The Cotton Club: Fred Gwynne and Bob Hoskins share a moment.
La Mesa’s very own Reanimated Records was open, but only for curbside pickup. Owner Nic Friesen was a beautiful enough person to forward a photoset of recent acquisitions. What follows are but three jewels among the riches.
The Cotton Club: Encore (1984/2019)
Robert Evans, Mario Puzo, and Francis Ford Coppola, the team that brought you The Godfather, bring a musical gangster film that, if you listen hard enough, you still hear bombing at the box office. Richard Gere stars as the first caucasian musician to work the legendary mob-run Harlem nightspot, where the performers were predominantly black and clientele exclusively white. Last year, Coppola screened his director’s cut of the film as a Fathom Event.
The Cotton Club: Encore (1984/2019) trailer
A blu ray release soon followed. Watching both versions side-by-side shows this isn’t a simple case of reinstating individual scenes, but a longer (by 12 minutes), restructured cut that is in many ways superior to the Orion Pictures release. The studio was more interested in showcasing Gere and leading lady Diane Lane than they were Gregory Hines and Lonette McKee. This cut restores balance to the parallel love stories. Gere and Lane make a comely twosome, but no matter the running time, Coppola skips over their romance like a stone on a lake. Regrettably, there is no new footage of Bob Hoskins and Fred Gwynne together. In spite of the show-stopping feats of musical pyrotechnics that surround it, their urinal confab on Gere’s future is the film’s highlight.
The Bat Whispers (1930)
The Bat Whispers (1930)
The goal before checking out is to see every film released between 1928-1934, that magically tentative point in Hollywood’s history when sound was on the way in and the Production Code was just out of reach of enforcement. For those interested in experiencing what an effects-driven comic book movie looked like in the pre-code era, the search ends here, with the film that inspired Batman creator Bob Kane. Based on a 1920 stage play, this all-talking adaptation of his 1926 silent version of The Bat was director Roland West’s second go-round with the material. Not only was it an early sound picture, it was one of the few films released prior to 1954 to be shot and exhibited in a widescreen format. (Both the 65mm and 35mm versions can be found on the Milestone DVD.) It’s a genre-bender for sure: a bank robbery leads to a treasure hunt in an old dark house, with a slamming door farce that helps to unravel a murder mystery. A violence-prone, chutzpah-driven arch criminal known only as “The Bat,” makes a killing in Gotham before shifting his place of employment to the suburbs. Much of the action is confined to the second home of a bank president currently being leased to Cornelia Van Gorder (Grayce Hampton), who is joined by her comic-relief-in-maid’s-clothing Lizzie (Maude Eburne). (The excruciating domestic is the Golden Age equivalent to a “jump-scare” — every thrill, every chill is punctuated by an ear canal blasting shriek from Lizzie’s windpipe.) For a remote, countryside villa, the place is certainly abuzz with activity; there’s more foot traffic passing through the doors than a bustling bed and board. But what happens inside the house is nothing compared to the effects wizardry that takes place outside its walls. The comedy was crude even for its time, but the effects work — starting with a swoop down from a miniature clocktower that meshes endearingly (if not exactly) with a life-size street scene — is staggering.
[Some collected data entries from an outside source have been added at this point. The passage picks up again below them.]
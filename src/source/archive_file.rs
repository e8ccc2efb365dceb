use anyhow::{Context, Result};
use log::info;
use serde_json::Value;
use std::path::{Path, PathBuf};

use super::{archive_games, end_time, GameRecordSource};
use crate::domain::RatingSnapshot;
use crate::errors::{parse_context, with_parse_context};

/// Games saved from a chess.com monthly archive: either `{"games": [...]}` or
/// a bare array of game records.
///
/// The look-back window is not applied to files; the limit is.
pub struct ArchiveFileSource {
    path: PathBuf,
}

impl ArchiveFileSource {
    pub fn new<P: AsRef<Path>>(path: P) -> Self {
        Self {
            path: path.as_ref().to_path_buf(),
        }
    }

    /// All records, newest first.
    async fn load(&self) -> Result<Vec<Value>> {
        let text = tokio::fs::read_to_string(&self.path)
            .await
            .with_context(|| format!("Failed to read archive file {}", self.path.display()))?;
        let document: Value = with_parse_context(serde_json::from_str(&text), "archive file")?;

        let mut games = archive_games(document).with_context(|| parse_context("archive file games"))?;
        games.sort_by_key(|g| std::cmp::Reverse(end_time(g)));
        Ok(games)
    }
}

impl GameRecordSource for ArchiveFileSource {
    async fn fetch_games(&mut self, username: &str, limit: usize, _days: u32) -> Result<Vec<Value>> {
        let mut games = self.load().await?;
        games.truncate(limit);

        info!(
            "Loaded {} games for {} from {}",
            games.len(),
            username,
            self.path.display()
        );
        Ok(games)
    }

    /// The subject's rating in their most recent game of the file.
    async fn fetch_rating(&mut self, username: &str) -> Result<RatingSnapshot> {
        let games = self.load().await?;

        let rating = games
            .iter()
            .find_map(|g| subject_rating(g, username))
            .with_context(|| format!("No rated game for {} in {}", username, self.path.display()))?;

        Ok(RatingSnapshot { rating })
    }
}

fn subject_rating(game: &Value, username: &str) -> Option<i32> {
    ["white", "black"].iter().find_map(|side| {
        let side = game.get(*side)?;
        let name = side.get("username")?.as_str()?;
        if !name.eq_ignore_ascii_case(username) {
            return None;
        }
        i32::try_from(side.get("rating")?.as_i64()?).ok()
    })
}

#[cfg(test)]
mod tests {
    use super::*;
    use serde_json::json;
    use std::fs;

    fn record(end_time: i64, white: (&str, i64), black: (&str, i64)) -> Value {
        json!({
            "url": format!("https://www.chess.com/game/live/{}", end_time),
            "end_time": end_time,
            "white": {"username": white.0, "rating": white.1, "result": "win"},
            "black": {"username": black.0, "rating": black.1, "result": "resigned"},
        })
    }

    fn write_temp(name: &str, document: &Value) -> PathBuf {
        let path = std::env::temp_dir().join(format!("chess_insights_{}_{}.json", name, std::process::id()));
        fs::write(&path, serde_json::to_string(document).unwrap()).unwrap();
        path
    }

    #[tokio::test]
    async fn test_wrapped_archive_newest_first_and_limited() {
        let document = json!({"games": [
            record(100, ("alice", 800), ("bob", 790)),
            record(300, ("bob", 795), ("alice", 812)),
            record(200, ("alice", 805), ("carol", 700)),
        ]});
        let path = write_temp("wrapped", &document);
        let mut source = ArchiveFileSource::new(&path);

        let games = source.fetch_games("alice", 2, 30).await.unwrap();
        let times: Vec<i64> = games.iter().map(end_time).collect();
        assert_eq!(times, vec![300, 200]);

        fs::remove_file(path).unwrap();
    }

    #[tokio::test]
    async fn test_bare_array_and_latest_rating() {
        let document = json!([
            record(100, ("alice", 800), ("bob", 790)),
            record(300, ("bob", 795), ("Alice", 812)),
        ]);
        let path = write_temp("bare", &document);
        let mut source = ArchiveFileSource::new(&path);

        let snapshot = source.fetch_rating("alice").await.unwrap();
        assert_eq!(snapshot.rating, 812);
        assert!(source.fetch_rating("zed").await.is_err());

        fs::remove_file(path).unwrap();
    }

    #[tokio::test]
    async fn test_missing_file_is_an_error() {
        let mut source = ArchiveFileSource::new("/definitely/not/here.json");
        let err = source.fetch_games("alice", 10, 0).await.unwrap_err();
        assert!(err.to_string().contains("Failed to read archive file"));
    }
}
A young Autobot escapes the planet Cybertron, but instead of landing in Smallville, it winds up a Volkswagen Beetle in a California junkyard. High school student and grease-monkey aspirant Charlie Watson (Hailee Steinfeld) takes ownership of the Bug, and in doing so sends out an intergalactic GPS alert to its mother planet. Why can’t Hollywood allow more tested animators a chance to crossover to live-action features? Brad Bird (The Iron Giant, Ratatouille) is a perfect example of an animator whose cartoony and gravityless gracefulness conspired to make Mission: Impossible — Ghost Protocol a franchise standout. This was the only one of the six Transformers pictures that Michael Bay did not direct, and it shows in every frame. Nothing short of a visionary artist at the helm would make me consider a return to a Transformers picture; they’re what the Marx Bros. would have called nothing in its most violent form. Seeing Travis Knight’s name on the credits — he gave us the exceptional animated adventure Kubo and the Two Strings — and not the shitty by the Bay, was what drew me to the theatre. It’s when Charlie is on her back, working under the chassis, that Bumblebee decides to first show her what it’s made of; the backwards lift as he morphs from car to colossus stole my breath away. And the rapport struck between actress and green screen gargantuan — and the genuinely affecting experience it produced — kept me watching. (Unlike Bay, Knight never once sexualizes his female star. Had he, she’d have probably slapped him six ways from Sunday.)